== Work to be completed ==
Each line of the listing below should be restated word for word.

== Data for the task ==

---*---

use super::WheelBuildError;
use crate::types::Requirement;
use std::path::Path;
use std::str::FromStr;

/// Backend used for projects that do not declare one.
pub const DEFAULT_BUILD_BACKEND: &str = "setuptools.build_meta:__legacy__";

/// Build requirements of projects that do not declare any.
pub const DEFAULT_BUILD_REQUIREMENTS: [&str; 2] = ["setuptools>=40.8.0", "wheel"];

/// The `[build-system]` table of a project.
#[derive(Debug, Clone, PartialEq, Eq)]
pub struct BuildSystem {
    /// Requirements that must be importable to run the backend
    pub requires: Vec<Requirement>,
    /// Entry point of the backend, `module:object`
    pub build_backend: String,
    /// In-tree directories that are prepended to `sys.path`
    pub backend_path: Vec<String>,
}

impl Default for BuildSystem {
    fn default() -> Self {
        Self {
            requires: DEFAULT_BUILD_REQUIREMENTS
                .iter()
                .filter_map(|req| Requirement::from_str(req).ok())
                .collect(),
            build_backend: DEFAULT_BUILD_BACKEND.to_owned(),
            backend_path: Vec::new(),
        }
    }
}

impl BuildSystem {
    /// Reads the build system of the project at `root`. Projects without a `pyproject.toml`, or
    /// without a `[build-system]` table in it, use the legacy setuptools backend.
    pub fn from_project_root(root: &Path) -> Result<Self, WheelBuildError> {
        let path = root.join("pyproject.toml");
        if !path.is_file() {
            return Ok(Self::default());
        }

        let source = fs_err::read_to_string(&path)?;
        let project = pyproject_toml::PyProjectToml::new(&source)
            .map_err(|e| WheelBuildError::InvalidPyProjectToml(path.clone(), e.to_string()))?;
        let Some(build_system) = project.build_system else {
            return Ok(Self::default());
        };

        let requires = build_system
            .requires
            .iter()
            .map(|req| {
                let req = req.to_string();
                Requirement::from_str(&req)
                    .map_err(|e| WheelBuildError::InvalidBuildRequirement(req, e.to_string()))
            })
            .collect::<Result<Vec<_>, _>>()?;

        match build_system.build_backend {
            Some(build_backend) => Ok(Self {
                requires,
                build_backend,
                backend_path: build_system.backend_path.unwrap_or_default(),
            }),
            // Declared requirements still apply when only the backend is left out
            None => Ok(Self {
                requires,
                ..Self::default()
            }),
        }
    }
}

---*---

== Response for this exercise ==
use super::WheelBuildError;
use crate::types::Requirement;
use std::path::Path;
use std::str::FromStr;

/// Backend used for projects that do not declare one.
pub const DEFAULT_BUILD_BACKEND: &str = "setuptools.build_meta:__legacy__";

/// Build requirements of projects that do not declare any.
pub const DEFAULT_BUILD_REQUIREMENTS: [&str; 2] = ["setuptools>=40.8.0", "wheel"];

/// The `[build-system]` table of a project.
#[derive(Debug, Clone, PartialEq, Eq)]
pub struct BuildSystem {
    /// Requirements that must be importable to run the backend
    pub requires: Vec<Requirement>,
    /// Entry point of the backend, `module:object`
    pub build_backend: String,
    /// In-tree directories that are prepended to `sys.path`
    pub backend_path: Vec<String>,
}

impl Default for BuildSystem {
    fn default() -> Self {
        Self {
            requires: DEFAULT_BUILD_REQUIREMENTS
                .iter()
                .filter_map(|req| Requirement::from_str(req).ok())
                .collect(),
            build_backend: DEFAULT_BUILD_BACKEND.to_owned(),
            backend_path: Vec::new(),
        }
    }
}

impl BuildSystem {
    /// Reads the build system of the project at `root`. Projects without a `pyproject.toml`, or
    /// without a `[build-system]` table in it, use the legacy setuptools backend.
    pub fn from_project_root(root: &Path) -> Result<Self, WheelBuildError> {
        let path = root.join("pyproject.toml");
        if !path.is_file() {
            return Ok(Self::default());
        }

        let source = fs_err::read_to_string(&path)?;
        let project = pyproject_toml::PyProjectToml::new(&source)
            .map_err(|e| WheelBuildError::InvalidPyProjectToml(path.clone(), e.to_string()))?;
        let Some(build_system) = project.build_system else {
            return Ok(Self::default());
        };

        let requires = build_system
            .requires
            .iter()
            .map(|req| {
                let req = req.to_string();
                Requirement::from_str(&req)
                    .map_err(|e| WheelBuildError::InvalidBuildRequirement(req, e.to_string()))
            })
            .collect::<Result<Vec<_>, _>>()?;

        match build_system.build_backend {
            Some(build_backend) => Ok(Self {
                requires,
                build_backend,
                backend_path: build_system.backend_path.unwrap_or_default(),
            }),
            // Declared requirements still apply when only the backend is left out
            None => Ok(Self {
                requires,
                ..Self::default()
            }),
        }
    }
}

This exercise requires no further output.